So, Auckland went into - and more egregiously stayed in - level 3 and level 2 restrictions for 13 days for nothing.
Putting Auckland into a lockdown in a panic on a Saturday night is forgivable, to a point. But the more egregious crime was the Prime Minister's refusal to take Auckland out of lockdown as soon as it became obvious that the lockdown was a mistake.
And that was obvious within hours.
When the PM called the lockdown at 9pm on the Saturday night, the main motivation seemed to be that the new case (the gym-goer) had no known link to the existing outbreak. That decision is consistent with previous lockdown decisions, because there's no knowing how big that outbreak is if you don't know where it came from.
But by the next morning, the genome sequencing had come in and it became obvious the gym-goer caught the Covid from his mum who caught it on a walk from the first family's mum. Which means there was no unknown outbreak.
At that point the real travesty happened, which was that the PM kept Auckland in lockdown unnecessarily. It is possible to argue that she should've - given her preference for an "abundance of caution" - waited another five days through the incubation period to see if the gym-goer had coughed and spluttered and infected any of his fellow exercisers. Fair enough, if you're happy to waste hundreds of millions of dollars in economic loss just to be sure. In which case, though, she should have judged after those five days the by-then-obvious truth that there was no outbreak and should've ripped Auckland out of lockdown. But no.

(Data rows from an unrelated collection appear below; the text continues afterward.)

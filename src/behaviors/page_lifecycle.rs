use gloo_events::EventListener;
use log::{debug, warn};
use web_sys::{Document, ScrollRestoration, Window};

use crate::config::CONTACT_EMAIL;

const BANNER_STYLE: &str = "font-size: 20px; font-weight: bold; background: linear-gradient(135deg, #667eea 0%, #764ba2 100%); -webkit-background-clip: text; -webkit-text-fill-color: transparent;";
const CONTACT_STYLE: &str = "font-size: 14px; color: #6B6B6B;";

pub fn print_welcome() {
    gloo_console::log!("%c👋 Welcome to IKSH AI!", BANNER_STYLE);
    gloo_console::log!(
        format!("%cInterested in our AI solutions? Visit us at: {}", CONTACT_EMAIL),
        CONTACT_STYLE
    );
}

/// Runs `f` once the document has been parsed.
pub fn when_dom_ready<F>(document: &Document, f: F)
where
    F: FnOnce() + 'static,
{
    if document.ready_state() == "loading" {
        EventListener::once(document, "DOMContentLoaded", move |_| f()).forget();
    } else {
        f();
    }
}

/// Every visit starts at the top of the page: the browser does not restore
/// the old scroll position, and leaving the page rewinds it first.
pub struct ScrollReset {
    _before_unload: EventListener,
}

impl ScrollReset {
    pub fn attach(window: &Window) -> Self {
        match window.history() {
            Ok(history) => {
                if history.set_scroll_restoration(ScrollRestoration::Manual).is_err() {
                    warn!("scroll restoration not supported");
                }
            }
            Err(_) => debug!("no history object"),
        }

        let target = window.clone();
        let before_unload = EventListener::new(window, "beforeunload", move |_| {
            target.scroll_to_with_x_and_y(0.0, 0.0);
        });
        Self {
            _before_unload: before_unload,
        }
    }

    pub fn forget(self) {
        self._before_unload.forget();
    }
}
use log::Level;

/// Address shown in the contact form's error panel and the console banner.
pub const CONTACT_EMAIL: &str = "Iksh.AI.Tech@gmail.com";

/// Page the home-page cursor popup sends visitors to on a background click.
pub const EXPLORE_DESTINATION: &str = "about.html";

/// Delay between a fade starting and the element being taken out of layout.
pub const FADE_OUT_MS: u32 = 200;

#[cfg(debug_assertions)]
pub fn log_level() -> Level {
    Level::Debug  // Verbose console output when running under `trunk serve`
}

#[cfg(not(debug_assertions))]
pub fn log_level() -> Level {
    Level::Info
}

pub fn get_form_endpoint() -> &'static str {
    "https://api.web3forms.com/submit"
}
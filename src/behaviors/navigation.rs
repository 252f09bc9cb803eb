use std::cell::Cell;
use std::rc::Rc;

use gloo_events::{EventListener, EventListenerOptions};
use log::debug;
use wasm_bindgen::JsCast;
use web_sys::{Document, Element, Event, HtmlElement, ScrollBehavior, ScrollToOptions, Window};

use crate::utils::debounce::Debounce;
use crate::utils::dom::{
    add_class, closest_matching, event_target_element, has_class, html_by_id, query_all, remove_class,
    toggle_class,
};

/// Space left between the fixed navbar and a scrolled-to section.
pub const NAV_GUTTER: f64 = 20.0;
/// Vertical offset past which the navbar switches to its compact look.
pub const SCROLLED_THRESHOLD: f64 = 100.0;
const SCROLL_SETTLE_MS: u32 = 10;

const SCROLLED_CLASS: &str = "scrolled";
const ACTIVE_CLASS: &str = "active";
const MENU_OPEN_CLASS: &str = "menu-open";

/// Document offset to scroll to so that a section starting at
/// `element_top` (viewport relative) lands just below the navbar.
pub fn scroll_target(element_top: f64, scroll_offset: f64, nav_height: f64) -> f64 {
    element_top + scroll_offset - nav_height - NAV_GUTTER
}

pub fn is_scrolled(offset: f64) -> bool {
    offset > SCROLLED_THRESHOLD
}

/// The mobile menu's three flags. They are always flipped together, so they
/// stay in step without being derived from each other.
struct MobileMenu {
    navbar: Element,
    panel: Element,
    toggle: Option<Element>,
}

impl MobileMenu {
    fn is_open(&self) -> bool {
        has_class(&self.panel, ACTIVE_CLASS)
    }

    fn toggle(&self) {
        toggle_class(&self.panel, ACTIVE_CLASS);
        if let Some(toggle) = &self.toggle {
            toggle_class(toggle, ACTIVE_CLASS);
        }
        toggle_class(&self.navbar, MENU_OPEN_CLASS);
    }

    fn close(&self) {
        remove_class(&self.panel, ACTIVE_CLASS);
        if let Some(toggle) = &self.toggle {
            remove_class(toggle, ACTIVE_CLASS);
        }
        remove_class(&self.navbar, MENU_OPEN_CLASS);
    }
}

struct NavState {
    window: Window,
    document: Document,
    navbar: HtmlElement,
    menu: Option<MobileMenu>,
    last_scroll_top: Cell<f64>,
    settle: Debounce,
}

impl NavState {
    fn scroll_to_anchor(&self, href: &str) {
        let id = href.trim_start_matches('#');
        if id.is_empty() {
            return;
        }
        let Some(target) = self.document.get_element_by_id(id) else {
            debug!("no section for anchor {href}");
            return;
        };

        let offset = self.window.scroll_y().unwrap_or(0.0);
        let top = scroll_target(
            target.get_bounding_client_rect().top(),
            offset,
            self.navbar.offset_height() as f64,
        );

        let options = ScrollToOptions::new();
        options.set_top(top);
        options.set_behavior(ScrollBehavior::Smooth);
        self.window.scroll_to_with_scroll_to_options(&options);

        if let Some(menu) = &self.menu {
            if menu.is_open() {
                menu.close();
            }
        }
    }

    fn apply_scroll_state(&self) {
        let top = self.window.scroll_y().unwrap_or(0.0);
        if is_scrolled(top) {
            add_class(&self.navbar, SCROLLED_CLASS);
        } else {
            remove_class(&self.navbar, SCROLLED_CLASS);
        }
        self.last_scroll_top.set(top);
    }

    fn dismiss_on_outside_click(&self, event: &Event) {
        let Some(menu) = &self.menu else { return };
        let inside = event_target_element(event)
            .and_then(|target| closest_matching(&target, ".navbar", None))
            .is_some();
        if !inside && menu.is_open() {
            menu.close();
        }
    }
}

/// Smooth anchor scrolling, the sticky navbar look and the mobile menu.
pub struct Navigation {
    state: Rc<NavState>,
    _listeners: Vec<EventListener>,
}

impl Navigation {
    /// Needs `#navbar`. The mobile menu parts are optional; without
    /// `#nav-links` there is no menu to open or dismiss.
    pub fn attach(window: &Window, document: &Document) -> Option<Self> {
        let navbar = html_by_id(document, "navbar")?;
        let menu = document.get_element_by_id("nav-links").map(|panel| MobileMenu {
            navbar: navbar.clone().unchecked_into(),
            panel,
            toggle: document.get_element_by_id("mobile-toggle"),
        });

        let state = Rc::new(NavState {
            window: window.clone(),
            document: document.clone(),
            navbar,
            menu,
            last_scroll_top: Cell::new(0.0),
            settle: Debounce::new(SCROLL_SETTLE_MS),
        });

        let mut listeners = Vec::new();

        for anchor in query_all(document, "a[href^=\"#\"]") {
            let state = state.clone();
            let href_source = anchor.clone();
            listeners.push(EventListener::new_with_options(
                &anchor,
                "click",
                EventListenerOptions::enable_prevent_default(),
                move |event| {
                    event.prevent_default();
                    if let Some(href) = href_source.get_attribute("href") {
                        state.scroll_to_anchor(&href);
                    }
                },
            ));
        }

        {
            let state = state.clone();
            // Passive by default, so the listener never holds up scrolling.
            listeners.push(EventListener::new(window, "scroll", move |_| {
                let settled = state.clone();
                state.settle.call(move || settled.apply_scroll_state());
            }));
        }

        if let Some(toggle) = state.menu.as_ref().and_then(|menu| menu.toggle.clone()) {
            let state = state.clone();
            listeners.push(EventListener::new(&toggle, "click", move |_| {
                if let Some(menu) = &state.menu {
                    menu.toggle();
                }
            }));
        }

        if state.menu.is_some() {
            let state = state.clone();
            listeners.push(EventListener::new(document, "click", move |event| {
                state.dismiss_on_outside_click(event);
            }));
        }

        debug!("navigation attached ({} listeners)", listeners.len());
        Some(Self {
            state,
            _listeners: listeners,
        })
    }

    pub fn is_menu_open(&self) -> bool {
        self.state.menu.as_ref().map_or(false, MobileMenu::is_open)
    }

    /// Offset recorded by the last settled scroll event.
    pub fn last_scroll_top(&self) -> f64 {
        self.state.last_scroll_top.get()
    }
}
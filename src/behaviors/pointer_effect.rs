use std::cell::{Cell, RefCell};
use std::rc::Rc;

use gloo_events::EventListener;
use gloo_render::{request_animation_frame, AnimationFrame};
use log::debug;
use wasm_bindgen::JsCast;
use web_sys::{Document, HtmlElement, MouseEvent, VisibilityState, Window};

use crate::utils::debounce::Debounce;
use crate::utils::dom::{client_point, query_all, set_style};

const BLOB: &str = ".blob";
/// Narrower viewports keep the blobs still.
pub const MIN_VIEWPORT_WIDTH: f64 = 768.0;
/// How long after the last pointer move the pointer still counts as moving.
pub const POINTER_IDLE_MS: u32 = 100;
const PARALLAX_RANGE: f64 = 30.0;
const PARALLAX_STEP: f64 = 0.3;

#[derive(Debug, Clone, Copy, Default, PartialEq)]
pub struct PointerState {
    pub x: f64,
    pub y: f64,
    pub moving: bool,
}

/// Pointer offset from the viewport centre, scaled to the parallax range.
pub fn parallax_offset(pointer: &PointerState, width: f64, height: f64) -> (f64, f64) {
    (
        (pointer.x / width - 0.5) * PARALLAX_RANGE,
        (pointer.y / height - 0.5) * PARALLAX_RANGE,
    )
}

pub fn blob_multiplier(index: usize) -> f64 {
    (index + 1) as f64 * PARALLAX_STEP
}

pub fn blob_transform(offset: (f64, f64), index: usize) -> String {
    let m = blob_multiplier(index);
    format!("translate({}px, {}px)", offset.0 * m, offset.1 * m)
}

pub fn is_active(pointer: &PointerState, viewport_width: f64) -> bool {
    pointer.moving && viewport_width > MIN_VIEWPORT_WIDTH
}

struct Shared {
    window: Window,
    document: Document,
    pointer: Cell<PointerState>,
    idle: Debounce,
    frame: RefCell<Option<AnimationFrame>>,
    running: Cell<bool>,
    /// Cleared only by an explicit stop; hiding the tab merely suspends.
    enabled: Cell<bool>,
}

impl Shared {
    fn viewport(&self) -> (f64, f64) {
        let width = self.window.inner_width().ok().and_then(|v| v.as_f64()).unwrap_or(0.0);
        let height = self.window.inner_height().ok().and_then(|v| v.as_f64()).unwrap_or(0.0);
        (width, height)
    }

    fn tick(&self) {
        let pointer = self.pointer.get();
        let (width, height) = self.viewport();
        if !is_active(&pointer, width) || height <= 0.0 {
            return;
        }
        let offset = parallax_offset(&pointer, width, height);
        for (index, blob) in query_all(&self.document, BLOB).into_iter().enumerate() {
            if let Ok(blob) = blob.dyn_into::<HtmlElement>() {
                set_style(&blob, "transform", &blob_transform(offset, index));
            }
        }
    }

    fn track(self: &Rc<Self>, x: f64, y: f64) {
        self.pointer.set(PointerState { x, y, moving: true });
        let shared = self.clone();
        self.idle.call(move || {
            let mut pointer = shared.pointer.get();
            pointer.moving = false;
            shared.pointer.set(pointer);
        });
    }

    fn schedule(self: &Rc<Self>) {
        let shared = self.clone();
        let handle = request_animation_frame(move |_| {
            shared.frame.borrow_mut().take();
            if !shared.running.get() {
                return;
            }
            shared.tick();
            shared.schedule();
        });
        *self.frame.borrow_mut() = Some(handle);
    }

    fn resume(self: &Rc<Self>) {
        if !self.enabled.get() || self.running.replace(true) {
            return;
        }
        self.schedule();
    }

    fn suspend(&self) {
        self.running.set(false);
        self.frame.borrow_mut().take();
    }

    fn start(self: &Rc<Self>) {
        self.enabled.set(true);
        self.resume();
    }

    fn stop(&self) {
        self.enabled.set(false);
        self.suspend();
    }
}

/// Drifts the decorative `.blob` shapes against the pointer, once per
/// animation frame, while the pointer is moving on a wide viewport.
pub struct PointerEffect {
    shared: Rc<Shared>,
    _listeners: Vec<EventListener>,
}

impl PointerEffect {
    pub fn attach(window: &Window, document: &Document) -> Option<Self> {
        if query_all(document, BLOB).is_empty() {
            return None;
        }

        let shared = Rc::new(Shared {
            window: window.clone(),
            document: document.clone(),
            pointer: Cell::new(PointerState::default()),
            idle: Debounce::new(POINTER_IDLE_MS),
            frame: RefCell::new(None),
            running: Cell::new(false),
            enabled: Cell::new(false),
        });

        let mut listeners = Vec::new();
        {
            let shared = shared.clone();
            listeners.push(EventListener::new(document, "mousemove", move |event| {
                if let Some(event) = event.dyn_ref::<MouseEvent>() {
                    let (x, y) = client_point(event);
                    shared.track(x, y);
                }
            }));
        }
        {
            let shared = shared.clone();
            listeners.push(EventListener::new(document, "visibilitychange", move |_| {
                if shared.document.visibility_state() == VisibilityState::Hidden {
                    shared.suspend();
                } else {
                    shared.resume();
                }
            }));
        }

        shared.start();
        debug!("pointer effect running");
        Some(Self {
            shared,
            _listeners: listeners,
        })
    }

    pub fn start(&self) {
        self.shared.start();
    }

    pub fn stop(&self) {
        self.shared.stop();
    }

    pub fn is_running(&self) -> bool {
        self.shared.running.get()
    }

    pub fn pointer(&self) -> PointerState {
        self.shared.pointer.get()
    }
}

impl Drop for PointerEffect {
    fn drop(&mut self) {
        self.shared.stop();
        self.shared.idle.cancel();
    }
}
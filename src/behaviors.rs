pub mod contact_form;
pub mod contact_popup;
pub mod cursor_popup;
pub mod date_display;
pub mod magnifier;
pub mod navigation;
pub mod page_lifecycle;
pub mod pointer_effect;
pub mod reveal;
pub mod service_selector;
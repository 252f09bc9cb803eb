use thiserror::Error;

#[derive(Debug, Error)]
pub enum SiteError {
    #[error("no global window object")]
    NoWindow,
    #[error("window has no document")]
    NoDocument,
}

/// Why a contact form submission did not go through.
///
/// Every variant renders the same error panel; the distinction only shows up
/// in the console log.
#[derive(Debug, Error, PartialEq)]
pub enum SubmitError {
    #[error("request failed: {0}")]
    Transport(String),
    #[error("could not read relay reply: {0}")]
    Decode(String),
    #[error("relay rejected submission: {}", .message.as_deref().unwrap_or("Form submission failed"))]
    Rejected { message: Option<String> },
}

impl From<gloo_net::Error> for SubmitError {
    fn from(e: gloo_net::Error) -> Self {
        SubmitError::Transport(e.to_string())
    }
}

impl From<serde_json::Error> for SubmitError {
    fn from(e: serde_json::Error) -> Self {
        SubmitError::Decode(e.to_string())
    }
}
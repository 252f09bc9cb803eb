//! Browser tests for the behavior units. Run with
//! `wasm-pack test --headless --firefox`.
#![cfg(target_arch = "wasm32")]

use std::cell::RefCell;
use std::rc::Rc;

use gloo_timers::future::TimeoutFuture;
use iksh_frontend::behaviors::contact_form::{ContactForm, SubmitStatus, SENDING_LABEL, SUCCESS_TEXT};
use iksh_frontend::behaviors::contact_popup::ContactPopup;
use iksh_frontend::behaviors::cursor_popup::{click_destination, CursorPopup};
use iksh_frontend::behaviors::date_display::{fill_date_slots, DateStamp};
use iksh_frontend::behaviors::magnifier::{clone_offset, Magnifier};
use iksh_frontend::behaviors::navigation::Navigation;
use iksh_frontend::behaviors::page_lifecycle::when_dom_ready;
use iksh_frontend::behaviors::pointer_effect::PointerEffect;
use iksh_frontend::behaviors::reveal::{reveal, stage_hero, VISIBLE_CLASS};
use iksh_frontend::behaviors::service_selector::{activate, ServiceSelector, ACTIVE_CLASS};
use iksh_frontend::error::SubmitError;
use iksh_frontend::page::PageIdentity;
use iksh_frontend::utils::debounce::debounce;
use iksh_frontend::utils::dom::{client_point, closest_matching, px, query_all};
use iksh_frontend::utils::fade::Fader;
use wasm_bindgen::{JsCast, JsValue};
use wasm_bindgen_test::*;
use web_sys::{
    Document, Element, Event, EventInit, HtmlElement, HtmlInputElement, MouseEvent, MouseEventInit, Window,
};

wasm_bindgen_test_configure!(run_in_browser);

fn window() -> Window {
    web_sys::window().expect("window")
}

fn document() -> Document {
    window().document().expect("document")
}

/// Mounts `markup` into a fresh container that is removed on drop.
struct Fixture(Element);

impl Fixture {
    fn new(markup: &str) -> Self {
        let doc = document();
        let root = doc.create_element("div").unwrap();
        root.set_inner_html(markup);
        doc.body().unwrap().append_child(&root).unwrap();
        Fixture(root)
    }
}

impl Drop for Fixture {
    fn drop(&mut self) {
        self.0.remove();
    }
}

fn by_id(id: &str) -> HtmlElement {
    document().get_element_by_id(id).unwrap().dyn_into().unwrap()
}

fn has(element: &Element, class: &str) -> bool {
    element.class_list().contains(class)
}

const NAV_MARKUP: &str = r##"
    <nav id="navbar" class="navbar">
        <button id="mobile-toggle">menu</button>
        <ul id="nav-links"><li><a id="services-link" href="#services">Services</a></li></ul>
    </nav>
    <p id="outside">elsewhere</p>
    <section id="services" style="margin-top: 3000px">services</section>
"##;

fn menu_flags() -> (bool, bool, bool) {
    (
        has(&by_id("nav-links"), "active"),
        has(&by_id("mobile-toggle"), "active"),
        has(&by_id("navbar"), "menu-open"),
    )
}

She could have put Auckland into a short level 2 to satisfy her need for an "abundance of caution" or, even better, put only South Auckland into level 2. That's the confident approach Premier Gladys Berejiklian has been using in New South Wales. They've had no statewide or city-wide lockdown this entire pandemic but only recorded 54 deaths for 8 million people. Berejiklian has shown it's not necessary to go to complete lockdowns.
It is close to unforgivable that Ardern and her Cabinet chose to squander $45 million dollars a day in economic losses, $200m a week in wage subsidies and force disruption to at least 159 outdoor or council-run events for either pigheadedness or politics. The suspicion is that the latter was the real motivation, because Ardern's Cabinet had already acted too erratically already by yo-yo-ing Auckland in and out of lockdowns.
Fair enough as far as optics goes. Opponents would almost certainly seize on the yo-yoing. Politically it was a smarter move to simply keep the city locked down to save face.
But God Almighty that face-saving has cost business owners dearly. Watching a bar owner cry on TV the Friday night Ardern refused to lift the lockdown despite six days of zero cases was heartbreaking.
Jacinda Ardern and her Cabinet owe Aucklanders a lot after this lockdown. There are people all over the city who have been forced to sacrifice too much to help Ardern attempt to keep up the perception that she made the right call.
She didn't. She made the wrong call. The only proof you need is that, from the moment Ardern put us into lockdown to the moment we came out, there were no new cases. We just wasted a lot of money on no outbreak.